A brief walkthrough of the Car Pooling project

This Car Pooling application allows users to:

  • Become a member of the carpooling community (register and login)
  • Join rides
  • Offer rides
  • See the most popular rides taken

Joining A ride

The user searches for:

  • Source (starting point)
  • Destination (drop off point)

On selecting a ride, choose the number of seats (based on availability)

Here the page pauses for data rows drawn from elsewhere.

//! Named text-file access for the hosts data directory.
//!
//! The builder reads and writes exactly two logical files: the mandatory
//! override file and the mirror cache. Both go through the [`FileStore`]
//! trait so tests can supply in-memory content.

use std::fs;
use std::io;
use std::path::{Path, PathBuf};

/// Logical name of the mandatory local override file.
pub const OVERRIDE_FILE: &str = "hosts.txt";

/// Logical name of the mirror cache file.
pub const MIRROR_CACHE_FILE: &str = "hosts-cache.txt";

/// Read/write access to named text files.
pub trait FileStore {
    /// Reads the full contents of a named file as UTF-8 text.
    fn read_text(&self, name: &str) -> io::Result<String>;

    /// Writes `contents` to a named file, replacing any previous contents.
    fn write_text(&self, name: &str, contents: &str) -> io::Result<()>;
}

/// [`FileStore`] rooted at a data directory on disk.
pub struct DirStore {
    root: PathBuf,
}

impl DirStore {
    /// Creates a store rooted at `root`.
    pub fn new<P: AsRef<Path>>(root: P) -> Self {
        Self {
            root: root.as_ref().to_path_buf(),
        }
    }

    /// The full path of a named file inside this store.
    pub fn path_of(&self, name: &str) -> PathBuf {
        self.root.join(name)
    }
}

impl FileStore for DirStore {
    fn read_text(&self, name: &str) -> io::Result<String> {
        fs::read_to_string(self.path_of(name))
    }

    fn write_text(&self, name: &str, contents: &str) -> io::Result<()> {
        fs::create_dir_all(&self.root)?;
        fs::write(self.path_of(name), contents)
    }
}
//! The proxy's DNS-resolution hook point.
//!
//! Handlers are held in a plain ordered list and invoked synchronously in
//! ascending priority order. The chain is open: every handler sees every
//! request, even after an earlier handler has attached a response, and a
//! handler that sets a response does not stop the walk. Well-behaved
//! handlers leave an existing response alone; the chain does not police
//! that.

use std::net::SocketAddr;

/// An in-flight DNS lookup, intercepted before it reaches the real resolver.
#[derive(Debug, Clone)]
pub struct DnsRequest {
    host: String,
    port: u16,
    response: Option<SocketAddr>,
}

impl DnsRequest {
    /// Creates a request for `host` on `port`, with no response attached.
    pub fn new(host: impl Into<String>, port: u16) -> Self {
        Self {
            host: host.into(),
            port,
            response: None,
        }
    }

    /// The requested hostname, as presented by the client.
    pub fn host(&self) -> &str {
        &self.host
    }

    /// The requested port.
    pub fn port(&self) -> u16 {
        self.port
    }

    /// The resolved endpoint, if a handler has attached one.
    pub fn response(&self) -> Option<SocketAddr> {
        self.response
    }

    /// Attaches a resolved endpoint, suppressing the real DNS lookup.
    pub fn set_response(&mut self, address: SocketAddr) {
        self.response = Some(address);
    }
}

/// A handler attached to the resolution chain.
pub trait ResolutionHandler: Send + Sync {
    /// Inspects and possibly mutates a resolution request.
    fn on_resolution_request(&self, request: &mut DnsRequest);
}

/// Ordered list of resolution handlers.
pub struct ResolutionChain {
    handlers: Vec<(i32, Box<dyn ResolutionHandler>)>,
    hostnames_available: bool,
}

impl ResolutionChain {
    /// Creates an empty chain.
    ///
    /// `hostnames_available` reflects whether the host runtime resolves at a
    /// layer where hostnames are still visible; when false, hostname-level
    /// handlers must not be registered at all.
    pub fn new(hostnames_available: bool) -> Self {
        Self {
            handlers: Vec::new(),
            hostnames_available,
        }
    }

    /// Whether hostname-level interception is available.
    pub fn hostnames_available(&self) -> bool {
        self.hostnames_available
    }

    /// Registers a handler. Lower priorities run earlier; handlers with
    /// equal priority run in registration order.
    pub fn register(&mut self, priority: i32, handler: Box<dyn ResolutionHandler>) {
        self.handlers.push((priority, handler));
        self.handlers.sort_by_key(|(priority, _)| *priority);
    }

    /// Runs a request through every handler in order.
    pub fn resolve(&self, request: &mut DnsRequest) {
        for (_, handler) in &self.handlers {
            handler.on_resolution_request(request);
        }
    }

    /// Number of registered handlers.
    pub fn handler_count(&self) -> usize {
        self.handlers.len()
    }
}
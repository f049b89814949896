//! Hosts table parsing and lookup.
//!
//! A table maps lowercase hostnames to concrete IP addresses. Addresses are
//! resolved once, while the table is parsed; lookups never touch the
//! resolver again.

use std::collections::HashMap;
use std::net::{IpAddr, ToSocketAddrs};
use tracing::warn;

/// Immutable hostname-to-address mapping.
///
/// Built once per proxy start and handed to the interceptor as a read-only
/// snapshot, so concurrent lookups need no locking.
#[derive(Debug, Clone, Default)]
pub struct HostsTable {
    entries: HashMap<String, IpAddr>,
}

impl HostsTable {
    /// Parses hosts-file text into a table.
    ///
    /// Each non-blank, non-`#` line must be `<hostname> <ip-or-host>`
    /// separated by whitespace. Malformed lines and entries whose address
    /// neither parses as an IP literal nor resolves through the platform
    /// resolver are skipped with a warning. Later entries overwrite earlier
    /// ones with the same hostname.
    pub fn parse(raw: &str) -> Self {
        let mut entries = HashMap::new();

        for line in raw.lines() {
            let line = line.trim();
            if line.is_empty() || line.starts_with('#') {
                continue;
            }

            let tokens: Vec<&str> = line.split_whitespace().collect();
            if tokens.len() != 2 {
                warn!(line = %line, "Malformed hosts line");
                continue;
            }

            match resolve_address(tokens[1]) {
                Some(address) => {
                    entries.insert(tokens[0].to_lowercase(), address);
                }
                None => {
                    warn!(host = tokens[0], address = tokens[1], "Unresolvable address in hosts line");
                }
            }
        }

        Self { entries }
    }

    /// Looks up a hostname, case-insensitively.
    pub fn lookup(&self, host: &str) -> Option<IpAddr> {
        self.entries.get(&host.to_lowercase()).copied()
    }

    /// Number of entries in the table.
    pub fn len(&self) -> usize {
        self.entries.len()
    }

    /// Whether the table holds no entries.
    pub fn is_empty(&self) -> bool {
        self.entries.is_empty()
    }
}

/// Resolves an address token to a concrete IP.
///
/// IP literals parse directly; anything else goes through the platform
/// resolver and the first returned address wins.
fn resolve_address(token: &str) -> Option<IpAddr> {
    if let Ok(ip) = token.parse::<IpAddr>() {
        return Some(ip);
    }

    (token, 0)
        .to_socket_addrs()
        .ok()?
        .next()
        .map(|addr| addr.ip())
}

#[cfg(test)]
mod tests {
    use super::*;
    use std::net::Ipv4Addr;

    #[test]
    fn test_parse_well_formed_lines() {
        let table = HostsTable::parse("example.com 192.168.1.1\napi.example.com 10.0.0.2\n");

        assert_eq!(table.len(), 2);
        assert_eq!(
            table.lookup("example.com"),
            Some(IpAddr::V4(Ipv4Addr::new(192, 168, 1, 1)))
        );
        assert_eq!(
            table.lookup("api.example.com"),
            Some(IpAddr::V4(Ipv4Addr::new(10, 0, 0, 2)))
        );
    }

    #[test]
    fn test_hostname_stored_lowercase() {
        let table = HostsTable::parse("Example.COM 192.168.1.1");

        assert!(table.lookup("example.com").is_some());
        assert!(table.lookup("EXAMPLE.com").is_some());
    }

    #[test]
    fn test_blank_lines_and_comments_skipped() {
        let raw = "\n   \n# comment line\n  # indented comment\nexample.com 192.168.1.1\n";
        let table = HostsTable::parse(raw);

        assert_eq!(table.len(), 1);
    }

    #[test]
    fn test_malformed_line_skipped_without_aborting() {
        let raw = "only-one-token\nexample.com 192.168.1.1\na b c\n";
        let table = HostsTable::parse(raw);

        assert_eq!(table.len(), 1);
        assert!(table.lookup("example.com").is_some());
    }

    #[test]
    fn test_unresolvable_address_skipped() {
        let raw = "bad.example.com 999.999.999.999\nexample.com 192.168.1.1\nworse.example.com nothing.invalid\n";
        let table = HostsTable::parse(raw);

        assert_eq!(table.len(), 1);
        assert!(table.lookup("bad.example.com").is_none());
        assert!(table.lookup("worse.example.com").is_none());
    }

    #[test]
    fn test_later_entry_wins() {
        let raw = "example.com 192.168.1.1\nexample.com 10.0.0.9\n";
        let table = HostsTable::parse(raw);

        assert_eq!(table.len(), 1);
        assert_eq!(
            table.lookup("example.com"),
            Some(IpAddr::V4(Ipv4Addr::new(10, 0, 0, 9)))
        );
    }

    #[test]
    fn test_ipv6_literal() {
        let table = HostsTable::parse("example.com ::1");

        assert_eq!(table.lookup("example.com"), Some("::1".parse().unwrap()));
    }

    #[test]
    fn test_whitespace_runs_between_tokens() {
        let table = HostsTable::parse("example.com \t  192.168.1.1");

        assert_eq!(table.len(), 1);
    }

    #[test]
    fn test_empty_input_gives_empty_table() {
        let table = HostsTable::parse("");
        assert!(table.is_empty());
    }
}
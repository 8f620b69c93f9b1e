//! Logging configuration.

use serde::{Deserialize, Serialize};
use validator::Validate;

/// Logging and tracing configuration.
#[derive(Debug, Clone, Validate, Serialize, Deserialize)]
pub struct LoggingConfig {
    /// Log level: `"trace"`, `"debug"`, `"info"`, `"warn"`, `"error"`.
    #[serde(default = "default_level")]
    #[validate(length(min = 1))]
    pub level: String,
    /// Log format: `"json"` or `"pretty"`.
    #[serde(default = "default_format")]
    pub format: String,
}

impl Default for LoggingConfig {
    fn default() -> Self {
        Self {
            level: default_level(),
            format: default_format(),
        }
    }
}

fn default_level() -> String {
    "info".to_string()
}

fn default_format() -> String {
    "pretty".to_string()
}
//! Expected output location of a generation run.

use std::path::Path;

use crate::models::BuildArtifact;

/// Extension Skeinforge gives its output. Must change together with the
/// toolchain's own output naming.
pub const GCODE_EXTENSION: &str = "gcode";

/// Derives the artifact path from the model path.
pub struct ArtifactResolver;

impl ArtifactResolver {
    /// Strip the model's extension (if any) and append `.gcode`.
    ///
    /// Only the file name is considered, so dots in directory names are
    /// left alone. The file is not checked for existence.
    pub fn resolve(model_path: &Path) -> BuildArtifact {
        let base_name = model_path.with_extension("");
        let mut output = base_name.clone().into_os_string();
        output.push(".");
        output.push(GCODE_EXTENSION);

        BuildArtifact {
            base_name,
            output_path: output.into(),
        }
    }
}
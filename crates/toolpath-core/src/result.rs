//! Convenience result type alias.

use crate::error::AppError;

/// A specialized `Result` type for toolpath operations.
pub type AppResult<T> = Result<T, AppError>;
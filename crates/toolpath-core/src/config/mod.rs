//! Application configuration schemas.
//!
//! All configuration structs are deserialized from TOML files via the
//! `config` crate. Each sub-module represents a logical configuration
//! section; every field carries a default so an empty file is valid.

pub mod logging;
pub mod preferences;
pub mod toolchain;

use serde::{Deserialize, Serialize};
use validator::Validate;

use self::logging::LoggingConfig;
use self::preferences::PreferencesConfig;
use self::toolchain::ToolchainConfig;

use crate::error::AppError;
use crate::result::AppResult;

/// Prefix for environment variable overrides, e.g.
/// `TOOLPATH__TOOLCHAIN__PATH=/opt/skeinforge`.
pub const ENV_PREFIX: &str = "TOOLPATH";

/// Root application configuration.
///
/// Top-level deserialization target for the merged configuration
/// (base file + environment overlay + `TOOLPATH__*` variables).
#[derive(Debug, Clone, Default, Validate, Serialize, Deserialize)]
#[serde(default)]
pub struct AppConfig {
    /// Logging settings.
    #[validate(nested)]
    pub logging: LoggingConfig,
    /// External toolchain settings.
    #[validate(nested)]
    pub toolchain: ToolchainConfig,
    /// Persisted preference settings.
    pub preferences: PreferencesConfig,
}

impl AppConfig {
    /// Load configuration from TOML files.
    ///
    /// `path` is the base file (optional on disk). An environment-specific
    /// overlay at `config/<env>.toml` and environment variables prefixed
    /// with `TOOLPATH__` are merged on top, in that order.
    pub fn load(path: &str, env: &str) -> AppResult<Self> {
        let config = config::Config::builder()
            .add_source(config::File::with_name(path).required(false))
            .add_source(config::File::with_name(&format!("config/{env}")).required(false))
            .add_source(
                config::Environment::with_prefix(ENV_PREFIX)
                    .separator("__")
                    .try_parsing(true),
            )
            .build()
            .map_err(|e| AppError::configuration(format!("Failed to build config: {e}")))?;

        let app: AppConfig = config
            .try_deserialize()
            .map_err(|e| AppError::configuration(format!("Failed to deserialize config: {e}")))?;

        app.validate()?;
        Ok(app)
    }
}
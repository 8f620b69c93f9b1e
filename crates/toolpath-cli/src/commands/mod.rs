//! CLI command definitions and dispatch.

pub mod config;
pub mod generate;
pub mod interpreter;
pub mod profiles;

use clap::{Parser, Subcommand};

use crate::output::OutputFormat;
use plugin_skeinforge::SkeinforgeGenerator;
use plugin_skeinforge::preferences::JsonPreferenceStore;
use toolpath_core::config::AppConfig;
use toolpath_core::AppResult;

/// Toolpath: STL to G-code generation with Skeinforge
#[derive(Debug, Parser)]
#[command(name = "toolpath", version, about, long_about = None)]
pub struct Cli {
    /// Path to configuration file
    #[arg(short, long, default_value = "config/default.toml")]
    pub config: String,

    /// Output format
    #[arg(short, long, value_enum, default_value = "table")]
    pub format: OutputFormat,

    /// Subcommand to execute
    #[command(subcommand)]
    pub command: Commands,
}

/// Top-level commands
#[derive(Debug, Subcommand)]
pub enum Commands {
    /// List installed Skeinforge profiles
    Profiles,
    /// Generate G-code for a model
    Generate(generate::GenerateArgs),
    /// Check the interpreter used to run Skeinforge
    CheckInterpreter,
    /// Configuration management
    Config(config::ConfigArgs),
}

impl Cli {
    /// Execute the CLI command
    pub async fn execute(&self, config: AppConfig) -> AppResult<()> {
        match &self.command {
            Commands::Profiles => profiles::execute(&config, self.format).await,
            Commands::Generate(args) => generate::execute(args, &config, self.format).await,
            Commands::CheckInterpreter => interpreter::execute(&config, self.format).await,
            Commands::Config(args) => config::execute(args, &config, self.format).await,
        }
    }
}

/// Helper: build the generator from configuration
pub fn create_generator(config: &AppConfig) -> AppResult<SkeinforgeGenerator> {
    Ok(SkeinforgeGenerator::new(&config.toolchain)?)
}

/// Helper: open the preference store from configuration
pub fn preference_store(config: &AppConfig) -> JsonPreferenceStore {
    JsonPreferenceStore::new(&config.preferences.file)
}
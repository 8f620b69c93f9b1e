//! Persisted preference configuration.

use serde::{Deserialize, Serialize};

/// Where the last-used profile and raft choice are remembered.
#[derive(Debug, Clone, Serialize, Deserialize)]
pub struct PreferencesConfig {
    /// Path to the JSON preferences file.
    #[serde(default = "default_file")]
    pub file: String,
}

impl Default for PreferencesConfig {
    fn default() -> Self {
        Self {
            file: default_file(),
        }
    }
}

fn default_file() -> String {
    "data/preferences.json".to_string()
}
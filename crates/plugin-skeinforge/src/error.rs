//! Error type for the Skeinforge generator.
//!
//! Only precondition failures and local I/O are errors here. Process-level
//! results (non-zero exit, launch failure, cancellation) are values of
//! [`crate::models::ProcessOutcome`] and never cross the orchestrator as
//! errors.

use std::path::PathBuf;

use thiserror::Error;
use toolpath_core::error::{AppError, ErrorKind};

/// Unified error type for toolpath generation.
#[derive(Debug, Error)]
pub enum GeneratorError {
    // --- Precondition errors ---
    /// No profile was chosen.
    #[error("No Skeinforge profile selected")]
    ProfileNotSet,

    /// The chosen profile path does not reference a directory.
    #[error("Profile directory not found: {path}")]
    ProfileNotFound {
        /// The configured profile path.
        path: PathBuf,
    },

    /// No installed profile carries the requested name.
    #[error("No installed profile named '{name}' in {profiles_dir}")]
    ProfileNotInstalled {
        /// The requested display name.
        name: String,
        /// The directory that was searched.
        profiles_dir: PathBuf,
    },

    /// The model path was empty.
    #[error("Model path is empty")]
    ModelPathEmpty,

    /// The interpreter could not be started.
    #[error("Interpreter '{interpreter}' could not be run: {reason}")]
    InterpreterNotFound {
        /// The interpreter executable name.
        interpreter: String,
        /// Description of the failure.
        reason: String,
    },

    /// The interpreter's version banner could not be parsed.
    #[error("Could not determine interpreter version from output: {output}")]
    InterpreterVersionUnreadable {
        /// What the interpreter printed.
        output: String,
    },

    /// The interpreter is outside the supported version range.
    #[error("Interpreter version {found} is not supported (need >= {min} and < {max})")]
    InterpreterVersionUnsupported {
        /// The detected version.
        found: String,
        /// Inclusive lower bound.
        min: String,
        /// Exclusive upper bound.
        max: String,
    },

    /// A configured version bound is malformed.
    #[error("Invalid version string in configuration: '{value}'")]
    InvalidVersion {
        /// The offending value.
        value: String,
    },

    // --- Run failures ---
    /// The toolchain run finished without producing an artifact.
    #[error("G-code generation failed: {reason}")]
    GenerationFailed {
        /// Summary of the process outcome.
        reason: String,
    },

    // --- Generic errors ---
    /// IO error.
    #[error("IO error: {0}")]
    Io(#[from] std::io::Error),

    /// JSON error.
    #[error("JSON error: {0}")]
    Json(#[from] serde_json::Error),
}

impl From<GeneratorError> for AppError {
    fn from(err: GeneratorError) -> Self {
        match &err {
            GeneratorError::ProfileNotFound { .. } | GeneratorError::ProfileNotInstalled { .. } => {
                AppError::not_found(err.to_string())
            }
            GeneratorError::ProfileNotSet
            | GeneratorError::ModelPathEmpty
            | GeneratorError::InterpreterNotFound { .. }
            | GeneratorError::InterpreterVersionUnreadable { .. }
            | GeneratorError::InterpreterVersionUnsupported { .. } => {
                AppError::validation(err.to_string())
            }
            GeneratorError::InvalidVersion { .. } => AppError::configuration(err.to_string()),
            GeneratorError::GenerationFailed { .. } => AppError::external_service(err.to_string()),
            GeneratorError::Io(_) | GeneratorError::Json(_) => {
                let message = err.to_string();
                match err {
                    GeneratorError::Io(e) => AppError::with_source(ErrorKind::Storage, message, e),
                    GeneratorError::Json(e) => {
                        AppError::with_source(ErrorKind::Serialization, message, e)
                    }
                    other => AppError::new(ErrorKind::Storage, other.to_string()),
                }
            }
        }
    }
}

#[cfg(test)]
mod tests {
    use super::*;

    #[test]
    fn test_precondition_errors_map_to_validation() {
        let app: AppError = GeneratorError::ProfileNotSet.into();
        assert_eq!(app.kind, ErrorKind::Validation);

        let app: AppError = GeneratorError::ProfileNotFound {
            path: PathBuf::from("/missing"),
        }
        .into();
        assert_eq!(app.kind, ErrorKind::NotFound);
    }

    #[test]
    fn test_generation_failed_maps_to_external_service() {
        let app: AppError = GeneratorError::GenerationFailed {
            reason: "exit code 2".to_string(),
        }
        .into();
        assert_eq!(app.kind, ErrorKind::ExternalService);
        assert!(app.message.contains("exit code 2"));
    }

    #[test]
    fn test_io_error_keeps_source() {
        let io = std::io::Error::new(std::io::ErrorKind::PermissionDenied, "read-only");
        let app: AppError = GeneratorError::Io(io).into();
        assert_eq!(app.kind, ErrorKind::Storage);
        assert!(app.source.is_some());
    }
}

The cost of the ride will be displayed and will ask for verification of booking the ride

Offering the ride

A registered user creates a ride by

  • Selecting the starting point (source)
  • Selecting the endpoint (destination)
  • Entering car model (registration)
  • Enter the number of seats available
  • Cost per kilometer
  • The offered pickup points

 Inclusion of features

  • Webservices using RESTful APIs
  • Ajax Patterns
  • Submission throttling
  • To populate the source and destination of the list being searched
  • Multistage download
  • On loading the home page, the images are downloaded one after the other
  • Comet
  • SSE (server-sent events)
  • To view the topmost rides driven/ joined

Use of framework

  • RESTful API’s
  • Flask micro framework
  • Bootstrap for CSS
  • Mongo DB (for the database)

Intelligent Component

  • Calculate the fare: – ((distance * cost/km) / seats), Distance is calculated using the haversine algorithm
  • haversine algorithm – Takes two points (their latitude and longitude) used to calculate the distance
  • To select pickup points – K nearest neighbors used
  • The intelligent component is trained using the dataset having rows as Place name, latitude, longitude
  • The model generated is used to predict the nearest neighbors of any given place
  • To decrease calculation time a precomputed matrix of given places with respect to  distance  from all other points (places) is used

Two such matrices are used:

  • Distance matrix
  • Indexes matrix